I did some checking and found that the reason for the duplications is as follows:SemMed codes all named entities using UMLS conceptsThere are many UMLS concepts can be mapped to terms in multiple vocabularies. This leads to multiple ways to get to a rxnorm drug and snomed HOI. E.g, In the example below, the UMLS concept is C0033953 (sexual dysfunction) which is mapped to:
---------------------
concept_id | concept_name | domain_id | vocabulary_id | concept_class_id | standard_concept | concept_code | valid_start_date | valid_end_date | invalid_reason
------------+-----------------------+-----------+---------------+------------------+------------------+--------------+------------------+----------------+----------------
36919181 | Psychosexual disorder | Condition | MedDRA | PT | C | 10037222 | 1970-01-01 | 2099-12-31 |
concept_id | concept_name | domain_id | vocabulary_id | concept_class_id | standard_concept | concept_code | valid_start_date | valid_end_date | invalid_reason
------------+------------------------------------+-----------+---------------+------------------+------------------+--------------+------------------+----------------+----------------
45611093 | Sexual Dysfunctions, Psychological | Condition | MeSH | Main Heading | | D020018 | 1970-01-01 | 2099-12-31 |
-----------------
Thus, the SPARQL query that pulls the count data should use a distinct for the drug, hoi, modality, and study type but currently does not because I include the oa id (?an) which could result in differences based on how the UNION operates.---------------------
PREFIX ohdsi:<http://purl.org/net/ohdsi#>
PREFIX oa:<http://www.w3.org/ns/oa#>
PREFIX meddra:<http://purl.bioontology.org/ontology/MEDDRA/>
PREFIX ncbit: <http://ncicb.nci.nih.gov/xml/owl/EVS/Thesaurus.owl#>
PREFIX foaf: <http://xmlns.com/foaf/0.1/>
PREFIX poc: <http://purl.org/net/nlprepository/ohdsi-pubmed-semmed-poc#>
SELECT count(distinct ?an) ?drug ?hoi ?modality ?studyType
FROM <http://purl.org/net/nlprepository/ohdsi-pubmed-semmed-poc>
WHERE {
?an a ohdsi:SemMedDrugHOIAnnotation;
oa:hasTarget ?target;
oa:hasBody ?body.
?target ohdsi:MeshStudyType ?studyType.
?body poc:modality ?modality.
{?body ohdsi:ImedsDrug ?drug.}
UNION { ?body ohdsi:adeAgents ?agents. ?agents ohdsi:ImedsDrug ?drug. }
{?body ohdsi:ImedsHoi ?hoi.}
UNION { ?body ohdsi:adeEffects ?effects. ?effects ohdsi:ImedsHoi ?hoi. }
}
------------
So, I will have to fix this but there is no time before the F2F. So, I will remove duplicates at the WebAPI level until I run this corrected query and reload semmed data:-----------------------
PREFIX ohdsi:<http://purl.org/net/ohdsi#>
PREFIX oa:<http://www.w3.org/ns/oa#>
PREFIX meddra:<http://purl.bioontology.org/ontology/MEDDRA/>
PREFIX ncbit: <http://ncicb.nci.nih.gov/xml/owl/EVS/Thesaurus.owl#>
PREFIX foaf: <http://xmlns.com/foaf/0.1/>
PREFIX poc: <http://purl.org/net/nlprepository/ohdsi-pubmed-semmed-poc#>
SELECT count(distinct ?drug ?hoi ?modality ?studyType)

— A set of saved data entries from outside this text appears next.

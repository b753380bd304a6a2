// This Source Code Form is subject to the terms of the Mozilla Public
// License, v. 2.0. If a copy of the MPL was not distributed with this
// file, You can obtain one at https://mozilla.org/MPL/2.0/.

//! Half-precision (binary16) float codec.
//!
//! Backs the `FADD/FSUB/FMUL/FDIV/I2F/F2I` opcodes (spec §4.1). Conversion
//! policy:
//!
//! - subnormals are preserved on both sides;
//! - any NaN payload decodes to an `f32` NaN; encoding always produces the
//!   canonical quiet NaN bit pattern `0x7E00`;
//! - `+inf`/`-inf` map to `0x7C00`/`0xFC00`;
//! - signed zero is preserved;
//! - encoding rounds with round-to-nearest-ties-to-even, including carry
//!   into the exponent on overflow (which produces `+-inf`).
#![forbid(unsafe_code)]

/// The canonical quiet NaN bit pattern produced by `f32_to_f16`.
pub const CANONICAL_NAN: u16 = 0x7E00;

const F16_EXP_MASK: u16 = 0x7C00;
const F16_MANT_MASK: u16 = 0x03FF;
const F16_SIGN_MASK: u16 = 0x8000;

/// Decodes a binary16 bit pattern to the nearest (here: exact) `f32`.
///
/// Every finite or infinite `f16` value is exactly representable as `f32`,
/// so this conversion never loses precision.
pub fn f16_to_f32(bits: u16) -> f32 {
    let sign_negative = bits & F16_SIGN_MASK != 0;
    let exp = (bits & F16_EXP_MASK) >> 10;
    let mant = (bits & F16_MANT_MASK) as u32;

    if exp == 0x1F {
        if mant == 0 {
            return if sign_negative { f32::NEG_INFINITY } else { f32::INFINITY };
        }
        // NaN: preserve that it is a NaN; re-use the mantissa as payload and
        // force the quiet bit so the result is always a quiet NaN.
        let f32_bits = 0x7F80_0000u32 | (mant << 13) | 0x0040_0000;
        let f32_bits = if sign_negative { f32_bits | 0x8000_0000 } else { f32_bits };
        return f32::from_bits(f32_bits);
    }

    let sign = if sign_negative { -1.0f64 } else { 1.0f64 };
    let value = if exp == 0 {
        if mant == 0 {
            return if sign_negative { -0.0f32 } else { 0.0f32 };
        }
        sign * (mant as f64) * 2f64.powi(-24)
    } else {
        sign * (1.0 + (mant as f64) / 1024.0) * 2f64.powi(exp as i32 - 15)
    };
    value as f32
}

/// Encodes an `f32` to the nearest binary16 value, rounding to nearest, ties
/// to even.
pub fn f32_to_f16(value: f32) -> u16 {
    let bits = value.to_bits();
    let sign16 = ((bits >> 16) & 0x8000) as u16;
    let exp32 = ((bits >> 23) & 0xFF) as i32;
    let mant32 = bits & 0x007F_FFFF;

    if exp32 == 0xFF {
        return if mant32 != 0 { CANONICAL_NAN } else { sign16 | 0x7C00 };
    }
    if exp32 == 0 {
        // f32 zero or subnormal: magnitude is far below the smallest f16
        // subnormal (2^-24), so it always flushes to a signed zero.
        return sign16;
    }

    let unbiased = exp32 - 127;
    let new_exp = unbiased + 15;

    if new_exp >= 31 {
        return sign16 | 0x7C00;
    }

    if new_exp <= 0 {
        let full_mantissa = mant32 | 0x0080_0000;
        let shift = (14 - new_exp) as u32;
        let mant10 = round_shift_rne(full_mantissa, shift);
        if mant10 == 0 {
            return sign16;
        }
        if mant10 >= 0x0400 {
            // Rounded up past the largest subnormal: becomes the smallest
            // normal value.
            return sign16 | (1u16 << 10);
        }
        return sign16 | mant10 as u16;
    }

    let mant10 = round_shift_rne(mant32, 13);
    if mant10 & 0x0400 != 0 {
        let exp = new_exp + 1;
        if exp >= 31 {
            return sign16 | 0x7C00;
        }
        return sign16 | ((exp as u16) << 10);
    }
    sign16 | ((new_exp as u16) << 10) | (mant10 as u16 & F16_MANT_MASK)
}

/// Shifts `value` right by `shift` bits, rounding to nearest with ties
/// resolved toward an even result (round-to-nearest-ties-to-even).
fn round_shift_rne(value: u32, shift: u32) -> u32 {
    if shift == 0 {
        return value;
    }
    if shift > 32 {
        return 0;
    }
    let quotient = if shift < 32 { value >> shift } else { 0 };
    let round_bit = (value >> (shift - 1)) & 1;
    let sticky_mask = (1u32 << (shift - 1)) - 1;
    let sticky = value & sticky_mask != 0;
    if round_bit == 1 && (sticky || quotient & 1 == 1) {
        quotient + 1
    } else {
        quotient
    }
}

FROM <http://purl.org/net/nlprepository/ohdsi-pubmed-semmed-poc>
WHERE {
?an a ohdsi:SemMedDrugHOIAnnotation;
oa:hasTarget ?target;
oa:hasBody ?body.
?target ohdsi:MeshStudyType ?studyType.
?body poc:modality ?modality.
{?body ohdsi:ImedsDrug ?drug.}
UNION { ?body ohdsi:adeAgents ?agents. ?agents ohdsi:ImedsDrug ?drug. }
{?body ohdsi:ImedsHoi ?hoi.}
UNION { ?body ohdsi:adeEffects ?effects. ?effects ohdsi:ImedsHoi ?hoi. }
}
Btw, the reason for the difference in counts is that there is one article tagged with UMLS C0020594 (hypoactive sexual desire disorder) that gets mapped to MeSH D020018. Right now, so it gets picked up by one oa but not the other. This will be merged in the distinct set when the query is corrected.